WHAT NEEDS TO BE DONE:
From the entries below, work out how many lines contain the string "Owned"; answer with the number alone.

PROVIDED MATERIAL:
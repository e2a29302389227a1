//! The resolver client.
//!
//! [`CirClient`] ties the pipeline together:
//!
//! ```text
//! ResolutionRequest ──▶ build_url ──▶ Transport::get ──▶ parse_response ──▶ Vec<ResolutionResult>
//!                                                                              │
//!                                                              resolve ◀───────┘ (first value)
//! ```
//!
//! Every call performs at most one blocking GET. Nothing is retried and no
//! failure is turned into "no result": a non-success status surfaces as
//! [`CirError::RequestFailed`], an unreadable body as
//! [`CirError::UnparseableResponse`].

mod download;
mod image;


use std::borrow::Cow;
use std::path::Path;

use log::{debug, warn};

pub use download::DownloadOutcome;
pub use image::{ImageFormat, ImageOptions, SymbolMode};

use crate::config::ClientConfig;
use crate::errors::{CirError, Result};
use crate::models::{ResolutionRequest, ResolutionResult, ResolvedValue, IMAGE_REPRESENTATION};
use crate::parser::parse_response;
use crate::transport::{HttpTransport, Transport};
use crate::url_builder::build_url;

/// Client for the Chemical Identifier Resolver.
///
/// Generic over the [`Transport`] so tests can run without a network.
#[derive(Clone, Debug)]
pub struct CirClient<T = HttpTransport> {
    transport: T,
    base_url: String,
}

impl CirClient<HttpTransport> {
    /// Create a client for the public service with default settings.
    pub fn new() -> Result<Self> {
        Self::from_config(&ClientConfig::default())
    }

    /// Create a client configured from `CIR_*` environment variables.
    pub fn from_env() -> Result<Self> {
        Self::from_config(&ClientConfig::from_env()?)
    }

    pub fn from_config(config: &ClientConfig) -> Result<Self> {
        let transport = HttpTransport::from_config(config)?;
        Ok(Self::with_transport(transport, &config.base_url))
    }
}

impl<T: Transport> CirClient<T> {
    /// Create a client sending requests through `transport`.
    pub fn with_transport(transport: T, base_url: &str) -> Self {
        Self {
            transport,
            base_url: base_url.trim_end_matches('/').to_string(),
        }
    }

    pub fn base_url(&self) -> &str {
        &self.base_url
    }

    /// The URL `request` would be sent to.
    pub fn url(&self, request: &ResolutionRequest) -> String {
        build_url(&self.base_url, request)
    }

    /// Fetch all results for a request, in the service's resolver-priority order.
    ///
    /// The XML wrapper is always requested, whatever `request.xml` says.
    pub fn query(&self, request: &ResolutionRequest) -> Result<Vec<ResolutionResult>> {
        let request = if request.xml {
            Cow::Borrowed(request)
        } else {
            Cow::Owned(request.clone().with_xml(true))
        };

        let body = self.fetch(&self.url(&request))?;
        parse_response(&body, &request.identifier, &request.representation)
    }

    /// Resolve to the top-priority value, or `None` when the service has no answer.
    ///
    /// Tautomer expansion is always turned off here: with several tautomers
    /// in the answer, "the first value" has no useful meaning. Use
    /// [`query`](Self::query) to get every tautomer.
    pub fn resolve(&self, request: &ResolutionRequest) -> Result<Option<ResolvedValue>> {
        let request = if request.tautomers {
            debug!(
                "Ignoring tautomer expansion for resolve('{}')",
                request.identifier
            );
            Cow::Owned(request.clone().with_tautomers(false))
        } else {
            Cow::Borrowed(request)
        };

        let results = self.query(&request)?;
        Ok(results.into_iter().next().map(|result| result.value))
    }

    /// Fetch a rendered structure image. The body is returned unparsed.
    pub fn resolve_image<S: AsRef<str>>(
        &self,
        identifier: &str,
        resolvers: &[S],
        options: &ImageOptions,
    ) -> Result<Vec<u8>> {
        let request = image_request(identifier, resolvers, options);
        self.fetch(&self.url(&request))
    }

    /// Resolve `request` and write the value to `path` as text.
    ///
    /// Without `overwrite`, an existing `path` fails with
    /// [`CirError::FileExists`] before any request is made. When the service
    /// has no answer nothing is written and [`DownloadOutcome::NoResult`] is
    /// returned. Multiple values are written one per line; the file always
    /// ends with a single newline.
    pub fn download(
        &self,
        request: &ResolutionRequest,
        path: impl AsRef<Path>,
        overwrite: bool,
    ) -> Result<DownloadOutcome> {
        let path = path.as_ref();
        download::ensure_writable(path, overwrite)?;

        match self.resolve(request)? {
            Some(value) => download::write_text(path, &value.to_string(), overwrite),
            None => {
                warn!(
                    "No {} result for '{}', nothing written to {}",
                    request.representation,
                    request.identifier,
                    path.display()
                );
                Ok(DownloadOutcome::NoResult)
            }
        }
    }

    /// Fetch a rendered image and write it to `path`.
    pub fn download_image<S: AsRef<str>>(
        &self,
        identifier: &str,
        resolvers: &[S],
        options: &ImageOptions,
        path: impl AsRef<Path>,
        overwrite: bool,
    ) -> Result<DownloadOutcome> {
        let path = path.as_ref();
        download::ensure_writable(path, overwrite)?;

        let image = self.resolve_image(identifier, resolvers, options)?;
        download::write_bytes(path, &image, overwrite)
    }

    /// One GET; anything but a 2xx status is an error.
    fn fetch(&self, url: &str) -> Result<Vec<u8>> {
        let response = self.transport.get(url)?;

        if !response.is_success() {
            warn!("CIR request failed with HTTP {}: {}", response.status, url);
            return Err(CirError::request_failed(response.status, url));
        }
        Ok(response.body)
    }
}

/// The request behind an image: `image` endpoint, no XML wrapper.
pub(crate) fn image_request<S: AsRef<str>>(
    identifier: &str,
    resolvers: &[S],
    options: &ImageOptions,
) -> ResolutionRequest {
    ResolutionRequest::new(identifier, IMAGE_REPRESENTATION)
        .with_resolvers(resolvers.iter().map(|r| r.as_ref().to_string()))
        .with_xml(false)
        .with_options(&options.to_query_options())
}
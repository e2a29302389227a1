//! Open-ended query options.
//!
//! The service is the source of truth for valid option names, so options are
//! kept as an ordered name → value mapping and forwarded verbatim.

use std::fmt;

use indexmap::IndexMap;
use serde::{Deserialize, Serialize};

/// A single query option value.
#[derive(Clone, Debug, PartialEq, Eq, Serialize, Deserialize)]
#[serde(untagged)]
pub enum OptionValue {
    Bool(bool),
    Int(i64),
    Text(String),
}

impl fmt::Display for OptionValue {
    fn fmt(&self, f: &mut fmt::Formatter<'_>) -> fmt::Result {
        match self {
            Self::Bool(b) => write!(f, "{}", b),
            Self::Int(n) => write!(f, "{}", n),
            Self::Text(s) => f.write_str(s),
        }
    }
}

impl From<bool> for OptionValue {
    fn from(value: bool) -> Self {
        Self::Bool(value)
    }
}

impl From<i64> for OptionValue {
    fn from(value: i64) -> Self {
        Self::Int(value)
    }
}

impl From<i32> for OptionValue {
    fn from(value: i32) -> Self {
        Self::Int(i64::from(value))
    }
}

impl From<u32> for OptionValue {
    fn from(value: u32) -> Self {
        Self::Int(i64::from(value))
    }
}

impl From<&str> for OptionValue {
    fn from(value: &str) -> Self {
        Self::Text(value.to_string())
    }
}

impl From<String> for OptionValue {
    fn from(value: String) -> Self {
        Self::Text(value)
    }
}

/// Insertion-ordered mapping of extra query options.
///
/// Setting an existing name replaces its value but keeps its position, so
/// the rendered query string stays deterministic.
#[derive(Clone, Debug, Default, PartialEq, Eq, Serialize, Deserialize)]
#[serde(transparent)]
pub struct QueryOptions(IndexMap<String, OptionValue>);

impl QueryOptions {
    pub fn new() -> Self {
        Self::default()
    }

    /// Set an option, returning the previous value if there was one.
    pub fn set(
        &mut self,
        name: impl Into<String>,
        value: impl Into<OptionValue>,
    ) -> Option<OptionValue> {
        self.0.insert(name.into(), value.into())
    }

    /// Builder-style [`set`](Self::set).
    pub fn with(mut self, name: impl Into<String>, value: impl Into<OptionValue>) -> Self {
        self.set(name, value);
        self
    }

    pub fn get(&self, name: &str) -> Option<&OptionValue> {
        self.0.get(name)
    }

    /// Remove an option, keeping the order of the remaining ones.
    pub fn remove(&mut self, name: &str) -> Option<OptionValue> {
        self.0.shift_remove(name)
    }

    pub fn contains(&self, name: &str) -> bool {
        self.0.contains_key(name)
    }

    /// Copy every option from `other`, overriding names already present.
    pub fn merge(&mut self, other: &QueryOptions) {
        for (name, value) in other.iter() {
            self.0.insert(name.to_string(), value.clone());
        }
    }

    pub fn iter(&self) -> impl Iterator<Item = (&str, &OptionValue)> {
        self.0.iter().map(|(k, v)| (k.as_str(), v))
    }

    pub fn len(&self) -> usize {
        self.0.len()
    }

    pub fn is_empty(&self) -> bool {
        self.0.is_empty()
    }
}

impl<K, V> FromIterator<(K, V)> for QueryOptions
where
    K: Into<String>,
    V: Into<OptionValue>,
{
    fn from_iter<I: IntoIterator<Item = (K, V)>>(iter: I) -> Self {
        let mut options = Self::new();
        for (name, value) in iter {
            options.set(name, value);
        }
        options
    }
}
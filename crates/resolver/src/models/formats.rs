//! Representation names that change how a request is sent.

/// Representation tokens the service serves through its generic `file` endpoint.
///
/// Requesting one of these is rewritten to `file` with the token passed as the
/// `format` query option.
pub const FILE_FORMATS: &[&str] = &[
    "alc",
    "cdxml",
    "cerius",
    "charmm",
    "cif",
    "cml",
    "ctx",
    "gjf",
    "gromacs",
    "hyperchem",
    "jme",
    "maestro",
    "mol",
    "mol2",
    "mrv",
    "pdb",
    "sdf3000",
    "sln",
    "xyz",
];

/// Wire representation used for every file-format token.
pub const FILE_REPRESENTATION: &str = "file";

/// Wire representation returning a rendered structure image.
pub const IMAGE_REPRESENTATION: &str = "image";

/// Wire representation returning the interactive 3D viewer page.
pub const TWIRL_REPRESENTATION: &str = "twirl";

/// Whether `representation` is served through the `file` endpoint.
pub fn is_file_format(representation: &str) -> bool {
    FILE_FORMATS.contains(&representation)
}
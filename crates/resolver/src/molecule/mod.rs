//! Identifier-as-object facade.
//!
//! A [`Molecule`] wraps one identifier plus its resolution options and exposes
//! every known representation as an accessor. Each accessor performs at most
//! one request over the molecule's lifetime:
//!
//! ```text
//! molecule.smiles() ──▶ slot[Smiles] populated? ──yes──▶ cached value
//!                              │ no
//!                              ▼
//!                  CirClient::resolve ──ok──▶ populate slot
//!                              │ err
//!                              ▼
//!                  slot stays empty, next read retries
//! ```
//!
//! An absent answer (`None`) is cached like any other value.

mod property;

use std::fmt;
use std::path::Path;

use log::debug;
use once_cell::unsync::OnceCell;

pub use property::Property;

use crate::client::{image_request, CirClient, DownloadOutcome, ImageOptions};
use crate::errors::Result;
use crate::models::{
    OptionValue, QueryOptions, ResolutionRequest, ResolvedValue, TWIRL_REPRESENTATION,
};
use crate::transport::{HttpTransport, Transport};

type Slot = OnceCell<Option<ResolvedValue>>;

/// A chemical identifier with lazily fetched, memoized representations.
///
/// Slots are single-threaded lazy cells: a `Molecule` can be moved between
/// threads but not shared by reference across them.
///
/// # Examples
///
/// ```no_run
/// use cir_resolver::Molecule;
///
/// let molecule = Molecule::new("Morphine")?.with_resolvers(["name_by_cir"]);
/// if let Some(formula) = molecule.formula()? {
///     println!("{}", formula);
/// }
/// # Ok::<(), cir_resolver::CirError>(())
/// ```
pub struct Molecule<T = HttpTransport> {
    identifier: String,
    resolvers: Vec<String>,
    options: QueryOptions,
    client: CirClient<T>,
    slots: [Slot; Property::COUNT],
    image: OnceCell<Vec<u8>>,
}

impl Molecule<HttpTransport> {
    /// Create a molecule backed by a client configured from the environment.
    pub fn new(identifier: impl Into<String>) -> Result<Self> {
        Ok(Self::with_client(CirClient::from_env()?, identifier))
    }
}

impl<T: Transport> Molecule<T> {
    pub fn with_client(client: CirClient<T>, identifier: impl Into<String>) -> Self {
        Self {
            identifier: identifier.into(),
            resolvers: Vec::new(),
            options: QueryOptions::new(),
            client,
            slots: empty_slots(),
            image: OnceCell::new(),
        }
    }

    /// Set the resolver priority list. Clears every cached value.
    pub fn with_resolvers<I, S>(mut self, resolvers: I) -> Self
    where
        I: IntoIterator<Item = S>,
        S: Into<String>,
    {
        self.resolvers = resolvers.into_iter().map(Into::into).collect();
        self.reset()
    }

    /// Add an option sent with every request. Clears every cached value.
    pub fn with_option(mut self, name: impl Into<String>, value: impl Into<OptionValue>) -> Self {
        self.options.set(name, value);
        self.reset()
    }

    /// Merge options sent with every request. Clears every cached value.
    pub fn with_options(mut self, options: &QueryOptions) -> Self {
        self.options.merge(options);
        self.reset()
    }

    pub fn identifier(&self) -> &str {
        &self.identifier
    }

    pub fn resolvers(&self) -> &[String] {
        &self.resolvers
    }

    pub fn options(&self) -> &QueryOptions {
        &self.options
    }

    pub fn client(&self) -> &CirClient<T> {
        &self.client
    }

    /// Read a property, fetching it on first access.
    ///
    /// A failed fetch is returned as an error and leaves the slot empty.
    pub fn get(&self, property: Property) -> Result<Option<&ResolvedValue>> {
        let value = self.slots[property.slot()].get_or_try_init(|| {
            debug!("Fetching {} for '{}'", property, self.identifier);
            self.client.resolve(&self.request(property.representation()))
        })?;
        Ok(value.as_ref())
    }

    /// Read any representation by name.
    ///
    /// Names of a [`Property`] go through its cached slot; any other
    /// representation is resolved on every call.
    pub fn lookup(&self, representation: &str) -> Result<Option<ResolvedValue>> {
        match representation.parse::<Property>() {
            Ok(property) => Ok(self.get(property)?.cloned()),
            Err(_) => self.client.resolve(&self.request(representation)),
        }
    }

    /// Whether `property` has been fetched successfully.
    pub fn is_cached(&self, property: Property) -> bool {
        self.slots[property.slot()].get().is_some()
    }

    pub fn stdinchi(&self) -> Result<Option<&ResolvedValue>> {
        self.get(Property::StdInchi)
    }

    pub fn stdinchikey(&self) -> Result<Option<&ResolvedValue>> {
        self.get(Property::StdInchiKey)
    }

    pub fn inchi(&self) -> Result<Option<&ResolvedValue>> {
        self.get(Property::Inchi)
    }

    pub fn smiles(&self) -> Result<Option<&ResolvedValue>> {
        self.get(Property::Smiles)
    }

    /// FICTS identifier (charge and tautomer sensitive)
    pub fn ficts(&self) -> Result<Option<&ResolvedValue>> {
        self.get(Property::Ficts)
    }

    /// FICuS identifier (tautomer insensitive)
    pub fn ficus(&self) -> Result<Option<&ResolvedValue>> {
        self.get(Property::Ficus)
    }

    /// uuuuu identifier (ignores charge, tautomers and stereochemistry)
    pub fn uuuuu(&self) -> Result<Option<&ResolvedValue>> {
        self.get(Property::Uuuuu)
    }

    /// CACTVS hashcode
    pub fn hashisy(&self) -> Result<Option<&ResolvedValue>> {
        self.get(Property::Hashisy)
    }

    pub fn sdf(&self) -> Result<Option<&ResolvedValue>> {
        self.get(Property::Sdf)
    }

    /// All known names, usually several.
    pub fn names(&self) -> Result<Option<&ResolvedValue>> {
        self.get(Property::Names)
    }

    pub fn iupac_name(&self) -> Result<Option<&ResolvedValue>> {
        self.get(Property::IupacName)
    }

    /// CAS registry numbers, one or more.
    pub fn cas(&self) -> Result<Option<&ResolvedValue>> {
        self.get(Property::Cas)
    }

    pub fn chemspider_id(&self) -> Result<Option<&ResolvedValue>> {
        self.get(Property::ChemspiderId)
    }

    /// Molecular weight, as the service formats it.
    pub fn mw(&self) -> Result<Option<&ResolvedValue>> {
        self.get(Property::Mw)
    }

    pub fn formula(&self) -> Result<Option<&ResolvedValue>> {
        self.get(Property::Formula)
    }

    pub fn h_bond_donor_count(&self) -> Result<Option<&ResolvedValue>> {
        self.get(Property::HBondDonorCount)
    }

    pub fn h_bond_acceptor_count(&self) -> Result<Option<&ResolvedValue>> {
        self.get(Property::HBondAcceptorCount)
    }

    pub fn h_bond_center_count(&self) -> Result<Option<&ResolvedValue>> {
        self.get(Property::HBondCenterCount)
    }

    pub fn rule_of_5_violation_count(&self) -> Result<Option<&ResolvedValue>> {
        self.get(Property::RuleOf5ViolationCount)
    }

    pub fn rotor_count(&self) -> Result<Option<&ResolvedValue>> {
        self.get(Property::RotorCount)
    }

    pub fn effective_rotor_count(&self) -> Result<Option<&ResolvedValue>> {
        self.get(Property::EffectiveRotorCount)
    }

    pub fn ring_count(&self) -> Result<Option<&ResolvedValue>> {
        self.get(Property::RingCount)
    }

    pub fn ringsys_count(&self) -> Result<Option<&ResolvedValue>> {
        self.get(Property::RingsysCount)
    }

    /// Rendered structure image, fetched once with the molecule's options.
    pub fn image(&self) -> Result<&[u8]> {
        let image = self.image.get_or_try_init(|| {
            debug!("Fetching image for '{}'", self.identifier);
            self.client
                .resolve_image(&self.identifier, &self.resolvers, &self.image_options())
        })?;
        Ok(image.as_slice())
    }

    /// URL of the rendered structure image. Nothing is fetched.
    pub fn image_url(&self) -> String {
        self.client.url(&image_request(
            &self.identifier,
            &self.resolvers,
            &self.image_options(),
        ))
    }

    /// URL of the interactive 3D viewer page. Nothing is fetched.
    pub fn twirl_url(&self) -> String {
        self.client.url(&self.request(TWIRL_REPRESENTATION).with_xml(false))
    }

    /// Resolve `representation` and write it to `path`.
    ///
    /// Always fetches; see [`CirClient::download`] for the overwrite and
    /// no-result rules.
    pub fn download(
        &self,
        path: impl AsRef<Path>,
        representation: &str,
        overwrite: bool,
    ) -> Result<DownloadOutcome> {
        self.client.download(&self.request(representation), path, overwrite)
    }

    fn request(&self, representation: &str) -> ResolutionRequest {
        ResolutionRequest::new(self.identifier.as_str(), representation)
            .with_resolvers(self.resolvers.iter().cloned())
            .with_options(&self.options)
    }

    fn image_options(&self) -> ImageOptions {
        ImageOptions::default().with_options(&self.options)
    }

    fn reset(mut self) -> Self {
        self.slots = empty_slots();
        self.image = OnceCell::new();
        self
    }
}

fn empty_slots() -> [Slot; Property::COUNT] {
    std::array::from_fn(|_| OnceCell::new())
}

impl<T> fmt::Display for Molecule<T> {
    fn fmt(&self, f: &mut fmt::Formatter<'_>) -> fmt::Result {
        write!(f, "Molecule({:?}, {:?})", self.identifier, self.resolvers)
    }
}

impl<T> fmt::Debug for Molecule<T> {
    fn fmt(&self, f: &mut fmt::Formatter<'_>) -> fmt::Result {
        fmt::Display::fmt(self, f)
    }
}
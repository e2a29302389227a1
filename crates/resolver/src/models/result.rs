//! Normalized answers parsed from the service's XML response.

use std::fmt;

use serde::{Deserialize, Serialize};

/// The value carried by one resolver answer.
///
/// A `data` element with exactly one `item` collapses to [`Single`](Self::Single);
/// any other count (including zero) stays a [`Multiple`](Self::Multiple) in
/// document order.
#[derive(Clone, Debug, PartialEq, Eq, Serialize, Deserialize)]
#[serde(untagged)]
pub enum ResolvedValue {
    Single(String),
    Multiple(Vec<String>),
}

impl ResolvedValue {
    /// Build a value from `item` texts, collapsing a single item.
    pub fn from_items(mut items: Vec<String>) -> Self {
        if items.len() == 1 {
            Self::Single(items.remove(0))
        } else {
            Self::Multiple(items)
        }
    }

    /// The string when the value collapsed to a single item.
    pub fn as_single(&self) -> Option<&str> {
        match self {
            Self::Single(s) => Some(s),
            Self::Multiple(_) => None,
        }
    }

    /// The first item, whatever the shape.
    pub fn first(&self) -> Option<&str> {
        match self {
            Self::Single(s) => Some(s),
            Self::Multiple(items) => items.first().map(String::as_str),
        }
    }

    /// Number of items carried.
    pub fn len(&self) -> usize {
        match self {
            Self::Single(_) => 1,
            Self::Multiple(items) => items.len(),
        }
    }

    pub fn is_empty(&self) -> bool {
        self.len() == 0
    }

    /// All items as a list.
    pub fn into_vec(self) -> Vec<String> {
        match self {
            Self::Single(s) => vec![s],
            Self::Multiple(items) => items,
        }
    }
}

impl fmt::Display for ResolvedValue {
    /// Multiple items are written one per line.
    fn fmt(&self, f: &mut fmt::Formatter<'_>) -> fmt::Result {
        match self {
            Self::Single(s) => f.write_str(s),
            Self::Multiple(items) => f.write_str(&items.join("\n")),
        }
    }
}

/// One resolver's answer for a query.
#[derive(Clone, Debug, PartialEq, Eq, Serialize, Deserialize)]
pub struct ResolutionResult {
    /// The identifier the service received
    pub input: String,

    /// The representation that was requested
    pub representation: String,

    /// The resolver that produced this answer (e.g., "name_by_opsin")
    pub resolver: String,

    /// How the resolver classified the input (e.g., "chemical name", "SMILES")
    pub input_format: String,

    /// The notation the resolver actually matched
    pub notation: String,

    /// The resolved value
    pub value: ResolvedValue,
}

RESULT OF THIS TASK:
2